We investigated the role of fyn kinase on the expression of macrophage colonystimulating factor (M-CSF) receptors (M-CSFR) and macrophage differentiation using a human myelomonocytic leukemic cell line THP-1. Treatment of THP-1 cells with Bryostatin 1 (bryo1), a potent protein kinase C (PKC) activator, caused a major fraction of them to become adherent (AD) with distinct monocyte/macrophage characteristics. The differentiation was associated with an enhanced expression of M-CSFR and fyn tyrosine kinase activity, occurring primarily on cells in the AD fraction. Scatchard plot analysis showed that the enhanced expression of M-CSFR binding activity was due to an increase in total receptor number per AD cell, rather than an increase in the binding affinity. Fyn antisense (AS) phosphorothioate oligonucleotides (soligos) inhibited the up-regulation of both M-CSFR and c-fms transcripts in bryo1-treated THP-1 cells. In contrast, fyn sense s-oligos did not affect the up-regulation of either M-CSFR or c-fms mRNA in bryo1-treated cells.

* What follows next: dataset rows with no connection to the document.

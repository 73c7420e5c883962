//! Read-only queries over the effective configuration

use crate::HttpdConfig;
use crate::parser::{Directive, Enclosure, TypeMatcher, directives_of, enclosures_of, tokenize};
use httpdconf_core::{ParsableLine, Result};
use regex::Regex;
use std::path::PathBuf;

impl HttpdConfig {
    /// Values of every active directive of the given type, each joined by spaces
    pub fn get_directive_values(&self, directive_type: &str, include_virtual_hosts: bool) -> Result<Vec<String>> {
        let lines = self.snapshot(directive_type, include_virtual_hosts)?.lines;
        let matcher = TypeMatcher::new(directive_type);

        let values: Vec<String> = lines
            .iter()
            .filter(|line| line.is_effective() && matcher.is_directive(line.processed()))
            .map(|line| tokenize(line.processed()).joined_values())
            .collect();

        tracing::debug!("🔎 {} value(s) for {}", values.len(), directive_type);
        Ok(values)
    }

    /// Every active directive of the given type
    pub fn get_directive(&self, directive_type: &str, include_virtual_hosts: bool) -> Result<Vec<Directive>> {
        let lines = self.snapshot(directive_type, include_virtual_hosts)?.lines;
        Ok(directives_of(&lines, directive_type))
    }

    /// Every active enclosure of the given type, outermost first
    pub fn get_enclosure(&self, enclosure_type: &str, include_virtual_hosts: bool) -> Result<Vec<Enclosure>> {
        let lines = self.snapshot(enclosure_type, include_virtual_hosts)?.lines;
        enclosures_of(&lines, enclosure_type)
    }

    /// File holding the first active directive of the given type whose
    /// arguments match `value_pattern`
    pub fn find_first_file_containing(
        &self,
        directive_type: &str,
        value_pattern: &Regex,
        include_virtual_hosts: bool,
    ) -> Result<Option<PathBuf>> {
        let lines = self.snapshot(directive_type, include_virtual_hosts)?.lines;
        let matcher = TypeMatcher::new(directive_type);
        Ok(first_match(&lines, &matcher, value_pattern).map(|line| line.line.file.clone()))
    }

    /// Distinct files reachable from the root file, in first-seen order
    pub fn active_file_list(&self) -> Result<Vec<PathBuf>> {
        let (resolution, _) = self.resolve()?;
        let mut files = resolution.distinct_files();
        if !files.iter().any(|file| file == self.root_file()) {
            files.insert(0, self.root_file().to_path_buf());
        }
        Ok(files)
    }
}

/// First effective line that is a `matcher` directive with matching arguments
pub(crate) fn first_match<'a>(
    lines: &'a [ParsableLine],
    matcher: &TypeMatcher,
    value_pattern: &Regex,
) -> Option<&'a ParsableLine> {
    lines.iter().find(|line| is_match(line, matcher, value_pattern))
}

pub(crate) fn is_match(line: &ParsableLine, matcher: &TypeMatcher, value_pattern: &Regex) -> bool {
    let text = line.processed();
    line.is_effective() && matcher.is_directive(text) && value_pattern.is_match(matcher.directive_remainder(text))
}
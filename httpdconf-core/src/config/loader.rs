//! Server profile loader

use crate::config::ServerProfile;
use crate::error::{Error, Result};
use std::path::{Path, PathBuf};

/// Loader for server profiles in TOML or JSON
pub struct ProfileLoader;

impl ProfileLoader {
    /// Load a profile from a file
    pub fn load<P: AsRef<Path>>(path: P) -> Result<ServerProfile> {
        let path = path.as_ref();
        let content = std::fs::read_to_string(path)
            .map_err(|e| Error::Profile(format!("Failed to read profile {}: {}", path.display(), e)))?;

        let ext = path.extension().and_then(|e| e.to_str()).unwrap_or("");

        tracing::debug!("📄 Loading server profile from {}", path.display());

        match ext {
            "json" => Self::from_json(&content),
            "toml" => Self::from_toml(&content),
            _ => Err(Error::Profile(format!("Unknown profile format: {}", ext))),
        }
    }

    /// Parse JSON profile
    pub fn from_json(content: &str) -> Result<ServerProfile> {
        serde_json::from_str(content)
            .map_err(|e| Error::Profile(format!("Invalid JSON: {}", e)))
    }

    /// Parse TOML profile
    pub fn from_toml(content: &str) -> Result<ServerProfile> {
        toml::from_str(content)
            .map_err(|e| Error::Profile(format!("Invalid TOML: {}", e)))
    }

    /// Profile location used when none is given
    pub fn default_path() -> PathBuf {
        dirs::config_dir()
            .unwrap_or_else(|| PathBuf::from("."))
            .join("httpdconf")
            .join("profile.toml")
    }
}
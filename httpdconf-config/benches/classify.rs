//! Classification throughput on a generated configuration

use criterion::{BenchmarkId, Criterion, black_box, criterion_group, criterion_main};
use httpdconf_config::{Define, DefineTable, classify, tokenize};
use httpdconf_core::{ConfigurationLine, ModuleInventory};

fn generate(vhosts: usize) -> Vec<ConfigurationLine> {
    let mut text = String::from("Define DOCROOT /var/www\nListen 80\n<IfModule ssl_module>\nListen 443 https\n</IfModule>\n");
    for i in 0..vhosts {
        text.push_str(&format!(
            "<VirtualHost *:80>\n    ServerName site{i}.example\n    DocumentRoot \"${{DOCROOT}}/site{i}\"\n    <IfModule !rewrite_module>\n        Redirect / https://site{i}.example/\n    </IfModule>\n    <Location /admin>\n        Require local\n    </Location>\n</VirtualHost>\n"
        ));
    }
    text.lines()
        .enumerate()
        .map(|(i, line)| ConfigurationLine::new(line, "/etc/httpd/conf/httpd.conf", i + 1))
        .collect()
}

fn bench_classify(c: &mut Criterion) {
    let modules = ModuleInventory::new(["core", "so"], ["ssl_module", "rewrite_module"]);
    let defines = DefineTable::new(vec![Define::new("DOCROOT", "/var/www")]);

    let mut group = c.benchmark_group("classify");
    for vhosts in [10, 100, 1000] {
        let lines = generate(vhosts);
        group.bench_with_input(BenchmarkId::from_parameter(vhosts), &lines, |b, lines| {
            b.iter(|| classify(black_box(lines), &defines, &modules, true))
        });
    }
    group.finish();
}

fn bench_tokenize(c: &mut Criterion) {
    c.bench_function("tokenize", |b| {
        b.iter(|| tokenize(black_box(r#"LogFormat "%h %l %u %t \"%r\" %>s %b" common , extra"#)))
    });
}

criterion_group!(benches, bench_classify, bench_tokenize);
criterion_main!(benches);
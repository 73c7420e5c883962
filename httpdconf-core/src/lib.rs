//! httpdconf Core Library
//!
//! This crate provides the shared building blocks for httpdconf:
//! error handling, configuration line types, the module inventory used to
//! evaluate `<IfModule>` blocks, and server profile loading.

pub mod config;
pub mod error;
pub mod line;
pub mod modules;

pub use config::{ProfileLoader, ServerProfile};
pub use error::{Error, Result};
pub use line::{ConfigurationLine, ParsableLine, normalize_whitespace};
pub use modules::{Module, ModuleInventory, ModuleKind, canonical_module_name};

/// httpdconf version information
pub const VERSION: &str = env!("CARGO_PKG_VERSION");
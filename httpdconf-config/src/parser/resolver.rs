//! Include resolution
//!
//! Expands `Include`/`IncludeOptional` directives depth-first, at the point
//! where they occur, into one ordered sequence of lines.

use crate::parser::defines::DefineTable;
use crate::parser::patterns::{self, IncludeKind, IncludeLine};
use crate::parser::source::SourceFile;
use httpdconf_core::{ConfigurationLine, Error, Result};
use regex::Regex;
use std::collections::HashSet;
use std::path::{Path, PathBuf};

/// Deepest Include nesting the resolver follows
pub const MAX_INCLUDE_DEPTH: usize = 64;

/// Lines of a configuration tree in processing order
#[derive(Debug, Clone, Default)]
pub struct Resolution {
    pub lines: Vec<ConfigurationLine>,

    /// Every file opened, in the order it was opened (may repeat)
    pub files: Vec<PathBuf>,
}

impl Resolution {
    /// Files in first-seen order without duplicates.
    ///
    /// Two spellings of the same file count once; the first spelling is kept.
    pub fn distinct_files(&self) -> Vec<PathBuf> {
        let mut seen = HashSet::new();
        self.files
            .iter()
            .filter(|file| seen.insert(file.canonicalize().unwrap_or_else(|_| file.to_path_buf())))
            .cloned()
            .collect()
    }
}

/// Resolves Include directives relative to a server root
#[derive(Debug, Clone)]
pub struct LineResolver {
    server_root: PathBuf,
}

impl LineResolver {
    pub fn new(server_root: impl Into<PathBuf>) -> Self {
        Self {
            server_root: server_root.into(),
        }
    }

    pub fn server_root(&self) -> &Path {
        &self.server_root
    }

    /// Resolve `root_file` and everything it includes.
    ///
    /// `defines` is applied to Include targets. An Include target that still
    /// holds a `${...}` reference afterwards is skipped.
    pub fn resolve(&self, root_file: &Path, defines: &DefineTable) -> Result<Resolution> {
        if !root_file.exists() {
            return Err(Error::ConfigNotFound {
                path: root_file.to_path_buf(),
            });
        }
        if !self.server_root.exists() {
            return Err(Error::ConfigNotFound {
                path: self.server_root.clone(),
            });
        }

        let mut resolution = Resolution::default();
        let mut stack = Vec::new();
        self.resolve_file(root_file, defines, &mut stack, &mut resolution)?;

        tracing::debug!(
            "📚 Resolved {} line(s) from {} file(s)",
            resolution.lines.len(),
            resolution.files.len()
        );
        Ok(resolution)
    }

    fn resolve_file(
        &self,
        file: &Path,
        defines: &DefineTable,
        stack: &mut Vec<PathBuf>,
        resolution: &mut Resolution,
    ) -> Result<()> {
        let canonical = file.canonicalize().map_err(|e| Error::io(file, e))?;
        if stack.contains(&canonical) {
            return Err(Error::IncludeCycle {
                file: file.to_path_buf(),
            });
        }
        if stack.len() >= MAX_INCLUDE_DEPTH {
            return Err(Error::IncludeDepthExceeded {
                file: file.to_path_buf(),
                limit: MAX_INCLUDE_DEPTH,
            });
        }

        tracing::debug!("📄 Reading {}", file.display());
        stack.push(canonical);
        resolution.files.push(file.to_path_buf());

        for line in read_file_lines(file)? {
            let include = if line.is_comment {
                None
            } else {
                patterns::include(&substitute(defines, &line.processed))
            };
            let line_number = line.line_start;
            resolution.lines.push(line);

            if let Some(include) = include {
                self.resolve_include(file, line_number, &include, defines, stack, resolution)?;
            }
        }

        stack.pop();
        Ok(())
    }

    fn resolve_include(
        &self,
        file: &Path,
        line: usize,
        include: &IncludeLine,
        defines: &DefineTable,
        stack: &mut Vec<PathBuf>,
        resolution: &mut Resolution,
    ) -> Result<()> {
        if include.target.contains("${") {
            tracing::warn!(
                "⚠️ Skipping Include with unresolved variable at {}:{}: {}",
                file.display(),
                line,
                include.target
            );
            return Ok(());
        }

        let targets = self.expand_target(&include.target);
        if targets.is_empty() {
            return match include.kind {
                IncludeKind::IncludeOptional => {
                    tracing::warn!("⏭️ Optional include matched nothing: {}", include.target);
                    Ok(())
                }
                IncludeKind::Include => Err(Error::IncludeTargetMissing {
                    file: file.to_path_buf(),
                    line,
                    target: include.target.clone(),
                }),
            };
        }

        for target in targets {
            self.resolve_file(&target, defines, stack, resolution)?;
        }
        Ok(())
    }

    /// Absolute targets start with `/` or carry a drive letter
    pub fn target_path(&self, target: &str) -> PathBuf {
        if target.starts_with('/') || target.contains(':') {
            PathBuf::from(target)
        } else {
            self.server_root.join(target)
        }
    }

    /// Files an Include target stands for, in processing order
    pub fn expand_target(&self, target: &str) -> Vec<PathBuf> {
        let path = self.target_path(target);

        if path.is_dir() {
            return sorted_files(&path, |_| true);
        }

        let file_name = path
            .file_name()
            .map(|n| n.to_string_lossy().into_owned())
            .unwrap_or_default();
        if file_name.contains('*') {
            let Some(pattern) = wildcard_pattern(&file_name) else {
                return Vec::new();
            };
            return match path.parent() {
                Some(parent) if parent.is_dir() => {
                    sorted_files(parent, |name| pattern.is_match(name))
                }
                _ => Vec::new(),
            };
        }

        if path.is_file() { vec![path] } else { Vec::new() }
    }
}

fn substitute(defines: &DefineTable, line: &str) -> String {
    if defines.is_empty() {
        line.to_string()
    } else {
        defines.substitute(line)
    }
}

/// Non-directory children of `dir` accepted by `keep`, sorted by name
fn sorted_files(dir: &Path, keep: impl Fn(&str) -> bool) -> Vec<PathBuf> {
    let Ok(entries) = std::fs::read_dir(dir) else {
        return Vec::new();
    };
    let mut names: Vec<String> = entries
        .filter_map(|entry| entry.ok())
        .map(|entry| entry.file_name().to_string_lossy().into_owned())
        .collect();
    names.sort();

    names
        .into_iter()
        .filter(|name| keep(name))
        .map(|name| dir.join(name))
        .filter(|path| !path.is_dir())
        .collect()
}

/// File-name wildcard: `*` matches any run of characters
fn wildcard_pattern(file_name: &str) -> Option<Regex> {
    let body = file_name
        .split('*')
        .map(regex::escape)
        .collect::<Vec<_>>()
        .join(".*");
    Regex::new(&format!("^{body}$")).ok()
}

/// Read one file into configuration lines without expanding Includes
pub fn read_file_lines(file: &Path) -> Result<Vec<ConfigurationLine>> {
    Ok(SourceFile::read(file)?.lines())
}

In addition, fyn AS s-oligos blocked the expression of AD capacity in bryo1-treated THP-1 cells. The efficacy of fyn AS s-oligos as macromolecular inhibitors was verified by their ability to lower fyn-associated tyrosine kinase and in vitro autophosphorylation activity in bryo1-treated THP-1 cells. Taken together, our results show a strong correlation between M-CSFR expression and monocytic differentiation in THP-1 cells, and suggest a possible role of c-fyn tyrosine kinase in mediating these processes.